Sensenmann: Code Deletion at Scale

[+] kgeist|2 years ago|reply

The codebase of an internal system our team inherited is pretty old (14 years) and large, and there's a feeling a lot of the stuff is unused (dead code or unused ancient features) and can be deleted. Fortunately, it's a monolith and all that matters is HTTP endpoints defined in a few config files. So we've made a script which downloads all access logs from the live server for the last 3 months and tries to find endpoints with zero or very low usage (it did find quite a few unused or rarely used endpoints). I'm planning the second step to be a script which builds a dependency graph and finds everything which is only reachable from unused endpoints. I wanted it to be a one-time endeavor but this blog post made me think it should be run on a regular basis.

[+] kortilla|2 years ago|reply

Be very careful using this methodology. This is how you end up deleting stuff only called in rare but critical cases:

- during outage

- at end of year

- during audits

- when the one special customer that paid a fortune for an obscure feature decides to use it

It might be the case that none of this applies to your application, but it’s why “check what got hit recently” (3 months is an eye blink in the business and govt world) is dangerous.

[+] jiggawatts|2 years ago|reply

I wonder if APM performance traces could be used to determine unused code paths.

A lot of these tools sample stack traces at intervals, collecting statistics of how often functions are used. If you had enough samples, then with very high confidence you could find code paths that are never used in production.

[+] eitland|2 years ago|reply

Happy to see someone applying some science to our field instead of just going with a hunch.

That said, as kortilla already mentioned, in most cases 3 months is too short time to get a complete answer.

IIRC "Principles of Network and System Administration" by Mark Burgess has more about it, but intuitively you have to look for the largest cycles that exist, but there is also, again as mentioned by kortilla, events that doesn't happen on a schedule.

One thing I try to do is, when I come across code that I have to research is to write down in the documentation for the function (Javadoc or similar) why it exist and the conditions when it can be deleted.

You can also try to add some instrumentation code that notifies you when something is called. That way you can end up like me who, every new years day get a weird sms message at 14:00 or 14:01 from a system that no one can find, but at least I know that some system I cannot remember anymore still runs somewhere :-)

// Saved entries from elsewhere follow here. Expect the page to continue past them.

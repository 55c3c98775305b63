//! # Huddle
//!
//! Ephemeral, invite-gated group chat rooms over WebSocket.
//!
//! A room lives for a fixed time, holds a handful of participants, and
//! forgets everything when it closes. The admin creates it, shares an
//! invite token, and may kick, ban, or close at any time. Participants
//! connect with the token they got from admission and exchange text
//! messages that the room fans out to everyone.
//!
//! ## Quick Start
//!
//! ```rust,no_run
//! use huddle::prelude::*;
//!
//! # async fn run() -> Result<(), HuddleError> {
//! let server = HuddleServerBuilder::new()
//!     .bind("0.0.0.0:8080")
//!     .build(JwtTokenService::new(b"server-secret"))
//!     .await?;
//!
//! // Wire `server.admission()` into your HTTP router, then:
//! server.run().await
//! # }
//! ```

mod admission;
mod error;
mod handler;
mod server;

pub use admission::{
    Admission, AdmissionError, CreateRoomRequest, CreateRoomResponse, JoinRoomRequest,
    JoinRoomResponse, ParticipantRequest, RoomDetails,
};
pub use error::HuddleError;
pub use server::{HuddleServer, HuddleServerBuilder};

/// Everything needed to run a server and call admission.
pub mod prelude {
    pub use crate::{
        Admission, AdmissionError, CreateRoomRequest, CreateRoomResponse, HuddleError,
        HuddleServer, HuddleServerBuilder, JoinRoomRequest, JoinRoomResponse,
        ParticipantRequest, RoomDetails,
    };
    pub use huddle_protocol::{CloseReason, Event, ParticipantId, Role, RoomId, SessionId};
    pub use huddle_room::{CloseCause, ParticipantView, Room, RoomConfig, RoomRegistry};
    pub use huddle_session::{JwtTokenService, SessionConfig, TokenService};
}
//! A single chat room: membership, bans, broadcast, and closure.
//!
//! All mutable state lives behind one `tokio::sync::RwLock` per room. The
//! rule every method follows: decide and mutate under the lock, then
//! release it before touching a connection or notifying the registry.

use std::collections::{HashMap, HashSet};
use std::sync::{Arc, Weak};

use futures_util::future::join_all;
use huddle_protocol::{
    CloseReason, Codec, Event, JsonCodec, ParticipantId, Role, RoomId, SessionId,
};
use serde::Serialize;
use tokio::sync::{RwLock, mpsc};
use tokio::task::JoinHandle;

use crate::participant::{Link, Participant};
use crate::{Candidate, ParticipantView, RoomConfig, RoomError};

// ---------------------------------------------------------------------------
// CloseCause
// ---------------------------------------------------------------------------

/// Why a room is being closed. Decides the close reason each participant's
/// connection receives.
#[derive(Debug, Clone, Copy, PartialEq, Eq)]
pub enum CloseCause {
    /// The room's TTL ran out, or the registry is shutting down.
    Scheduled,
    /// The admin closed the room explicitly.
    AdminClosed,
    /// The admin left or their connection died.
    AdminDeparted,
}

impl CloseCause {
    /// The close reason sent to a participant holding `role`.
    ///
    /// Members of an admin-ended room see `close-admin`; the admin's own
    /// connection sees `close-user`.
    pub fn reason_for(self, role: Role) -> CloseReason {
        match (self, role) {
            (CloseCause::Scheduled, _) => CloseReason::Close,
            (_, Role::Admin) => CloseReason::CloseUser,
            (_, Role::Member) => CloseReason::CloseAdmin,
        }
    }
}

// ---------------------------------------------------------------------------
// RoomSnapshot
// ---------------------------------------------------------------------------

/// Point-in-time copy of a room's public state.
#[derive(Debug, Clone, PartialEq, Eq, Serialize)]
#[serde(rename_all = "camelCase")]
pub struct RoomSnapshot {
    pub room_id: RoomId,
    pub capacity: usize,
    /// Unix seconds.
    pub expires_at: i64,
    /// Ordered by participant id.
    pub participants: Vec<ParticipantView>,
}

// ---------------------------------------------------------------------------
// Room
// ---------------------------------------------------------------------------

/// An ephemeral chat room.
///
/// Rooms are created by the [`RoomRegistry`](crate::RoomRegistry) and
/// always handled through an `Arc<Room>`.
pub struct Room {
    id: RoomId,
    secret: String,
    capacity: usize,
    expires_at: i64,
    pub(crate) config: RoomConfig,
    pub(crate) inner: RwLock<RoomInner>,
    closed_tx: mpsc::UnboundedSender<RoomId>,
}

pub(crate) struct RoomInner {
    /// Keyed by session id.
    pub(crate) participants: HashMap<SessionId, Participant>,
    banned: HashSet<SessionId>,
    next_id: ParticipantId,
    pub(crate) closing: bool,
    expiry: Option<JoinHandle<()>>,
}

impl RoomInner {
    fn find_by_id(&self, id: ParticipantId) -> Option<SessionId> {
        self.participants
            .values()
            .find(|p| p.id == id)
            .map(|p| p.session_id.clone())
    }
}

impl Room {
    /// Builds a room with `admin` already joined as participant 1.
    #[allow(clippy::too_many_arguments)]
    pub(crate) fn new(
        id: RoomId,
        secret: String,
        capacity: usize,
        admin: Candidate,
        expires_at: i64,
        expiry: JoinHandle<()>,
        config: RoomConfig,
        closed_tx: mpsc::UnboundedSender<RoomId>,
    ) -> Arc<Self> {
        let admin = Participant::new(
            admin.session_id,
            ParticipantId::ADMIN,
            admin.username,
            Role::Admin,
        );
        let mut participants = HashMap::new();
        participants.insert(admin.session_id.clone(), admin);

        Arc::new(Self {
            id,
            secret,
            capacity,
            expires_at,
            config,
            inner: RwLock::new(RoomInner {
                participants,
                banned: HashSet::new(),
                next_id: ParticipantId::FIRST_MEMBER,
                closing: false,
                expiry: Some(expiry),
            }),
            closed_tx,
        })
    }

    pub fn id(&self) -> &RoomId {
        &self.id
    }

    pub fn capacity(&self) -> usize {
        self.capacity
    }

    /// Unix seconds at which the room is scheduled to close.
    pub fn expires_at(&self) -> i64 {
        self.expires_at
    }

    /// The admission secret embedded in invite tokens.
    pub fn secret(&self) -> &str {
        &self.secret
    }

    /// Compares a presented admission secret with this room's.
    pub fn secret_matches(&self, secret: &str) -> bool {
        self.secret == secret
    }

    pub async fn is_closing(&self) -> bool {
        self.inner.read().await.closing
    }

    pub async fn participant_count(&self) -> usize {
        self.inner.read().await.participants.len()
    }

    /// Whether `session_id` is on this room's ban list.
    pub async fn is_banned(&self, session_id: &SessionId) -> bool {
        self.inner.read().await.banned.contains(session_id)
    }

    pub async fn snapshot(&self) -> RoomSnapshot {
        let inner = self.inner.read().await;
        let mut participants: Vec<_> =
            inner.participants.values().map(Participant::view).collect();
        participants.sort_by_key(|p| p.id);
        RoomSnapshot {
            room_id: self.id.clone(),
            capacity: self.capacity,
            expires_at: self.expires_at,
            participants,
        }
    }

    // -----------------------------------------------------------------------
    // Membership
    // -----------------------------------------------------------------------

    /// Admits `candidate` as a member and returns its participant id.
    ///
    /// Every admission check and the insert happen under one write lock,
    /// so concurrent joins can never overfill the room. Checks run in
    /// order: already joined, banned, full, username taken.
    pub async fn join(self: &Arc<Self>, candidate: Candidate) -> Result<ParticipantId, RoomError> {
        let mut inner = self.inner.write().await;
        if inner.closing {
            return Err(RoomError::Closing);
        }
        if inner.participants.contains_key(&candidate.session_id) {
            return Err(RoomError::AlreadyJoined);
        }
        if inner.banned.contains(&candidate.session_id) {
            return Err(RoomError::Banned);
        }
        if inner.participants.len() >= self.capacity {
            return Err(RoomError::RoomFull);
        }
        if inner
            .participants
            .values()
            .any(|p| p.username == candidate.username)
        {
            return Err(RoomError::UsernameTaken(candidate.username));
        }

        let id = inner.next_id;
        inner.next_id = id.next();

        let mut participant =
            Participant::new(candidate.session_id, id, candidate.username, Role::Member);
        participant.grace = Some(self.spawn_grace_timer(participant.session_id.clone(), id));

        tracing::info!(
            room_id = %self.id,
            participant_id = %id,
            username = %participant.username,
            participants = inner.participants.len() + 1,
            "participant joined"
        );
        inner
            .participants
            .insert(participant.session_id.clone(), participant);
        Ok(id)
    }

    /// Evicts a member that never attached a connection.
    fn spawn_grace_timer(self: &Arc<Self>, session_id: SessionId, id: ParticipantId) -> JoinHandle<()> {
        let room: Weak<Room> = Arc::downgrade(self);
        let grace = self.config.admission_grace;
        tokio::spawn(async move {
            tokio::time::sleep(grace).await;
            if let Some(room) = room.upgrade() {
                room.evict_unattached(&session_id, id).await;
            }
        })
    }

    async fn evict_unattached(&self, session_id: &SessionId, id: ParticipantId) {
        let mut inner = self.inner.write().await;
        if inner.closing {
            return;
        }
        let pending = inner
            .participants
            .get(session_id)
            .is_some_and(|p| p.id == id && p.link.is_none());
        if pending {
            inner.participants.remove(session_id);
            tracing::info!(
                room_id = %self.id,
                participant_id = %id,
                "participant never connected, evicted"
            );
        }
    }

    /// Removes a participant and closes its connection with `kick`.
    pub async fn kick(&self, id: ParticipantId) -> Result<(), RoomError> {
        self.expel(id, false).await
    }

    /// Removes a participant, bans its session, and closes its connection
    /// with `ban`.
    pub async fn ban(&self, id: ParticipantId) -> Result<(), RoomError> {
        self.expel(id, true).await
    }

    async fn expel(&self, id: ParticipantId, ban: bool) -> Result<(), RoomError> {
        let removed = {
            let mut inner = self.inner.write().await;
            if inner.closing {
                return Err(RoomError::Closing);
            }
            let session_id = inner
                .find_by_id(id)
                .ok_or(RoomError::ParticipantNotFound(id))?;
            if ban {
                inner.banned.insert(session_id.clone());
            }
            inner
                .participants
                .remove(&session_id)
                .ok_or(RoomError::ParticipantNotFound(id))?
        };

        let reason = if ban { CloseReason::Ban } else { CloseReason::Kick };
        tracing::info!(room_id = %self.id, participant_id = %id, %reason, "participant removed");

        if let Some(link) = removed.detach() {
            link.shut_down(Some(reason)).await;
        }
        self.broadcast(&Event::Leave { id }).await;
        Ok(())
    }

    /// Silently drops a participant that was admitted but whose token could
    /// not be issued. No event is broadcast.
    pub async fn revoke(&self, id: ParticipantId) -> bool {
        let removed = {
            let mut inner = self.inner.write().await;
            match inner.find_by_id(id) {
                Some(session_id) => inner.participants.remove(&session_id),
                None => None,
            }
        };
        match removed {
            Some(participant) => {
                tracing::warn!(room_id = %self.id, participant_id = %id, "participant revoked");
                if let Some(link) = participant.detach() {
                    link.shut_down(None).await;
                }
                true
            }
            None => false,
        }
    }

    /// Closes the room.
    ///
    /// Only the first call does anything and returns `true`: it detaches
    /// every participant, cancels the expiry and grace timers, closes each
    /// connection with the cause's reason, and announces the closure to the
    /// registry. Later calls return `false`.
    pub async fn close(&self, cause: CloseCause) -> bool {
        let detached: Vec<(Role, Link)> = {
            let mut inner = self.inner.write().await;
            if inner.closing {
                return false;
            }
            inner.closing = true;
            if let Some(expiry) = inner.expiry.take() {
                expiry.abort();
            }
            inner
                .participants
                .drain()
                .filter_map(|(_, p)| {
                    let role = p.role;
                    p.detach().map(|link| (role, link))
                })
                .collect()
        };

        tracing::info!(
            room_id = %self.id,
            ?cause,
            connections = detached.len(),
            "room closing"
        );

        join_all(
            detached
                .into_iter()
                .map(|(role, link)| link.shut_down(Some(cause.reason_for(role)))),
        )
        .await;

        let _ = self.closed_tx.send(self.id.clone());
        true
    }

    // -----------------------------------------------------------------------
    // Broadcast
    // -----------------------------------------------------------------------

    /// Encodes `event` once and offers it to every connected participant.
    ///
    /// Never waits on a recipient: a full outgoing queue drops the event
    /// for that recipient only.
    pub async fn broadcast(&self, event: &Event) {
        let payload: Arc<str> = match JsonCodec.encode(event) {
            Ok(text) => text.into(),
            Err(e) => {
                tracing::warn!(room_id = %self.id, error = %e, "failed to encode event");
                return;
            }
        };

        let inner = self.inner.read().await;
        for participant in inner.participants.values() {
            let Some(link) = &participant.link else {
                continue;
            };
            if link.outbox.try_send(Arc::clone(&payload)).is_err() {
                tracing::debug!(
                    room_id = %self.id,
                    participant_id = %participant.id,
                    "outgoing queue full, event dropped"
                );
            }
        }
    }
}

[+] ly3xqhl8g9|2 years ago|reply

Seems a good methodology, a caveat would be the deletion should start in coeff * 14 years from time of watch start, where coeff is a project complexity coefficient. If the watcher doesn't see a part of code called in another coeff * 14 years, then it's probably safe to delete it.

[+] lifeisstillgood|2 years ago|reply

There is a meta-meta situation surrounding really good software management.

You can knock up some code that say solves a specific business problem right now. (meta:0)

But you need an environment that can take a new piece of code and deploy it and test it (meta:1)

how is that code running - this is shadingnfrom production monitoringninto QA and performance (meta:2)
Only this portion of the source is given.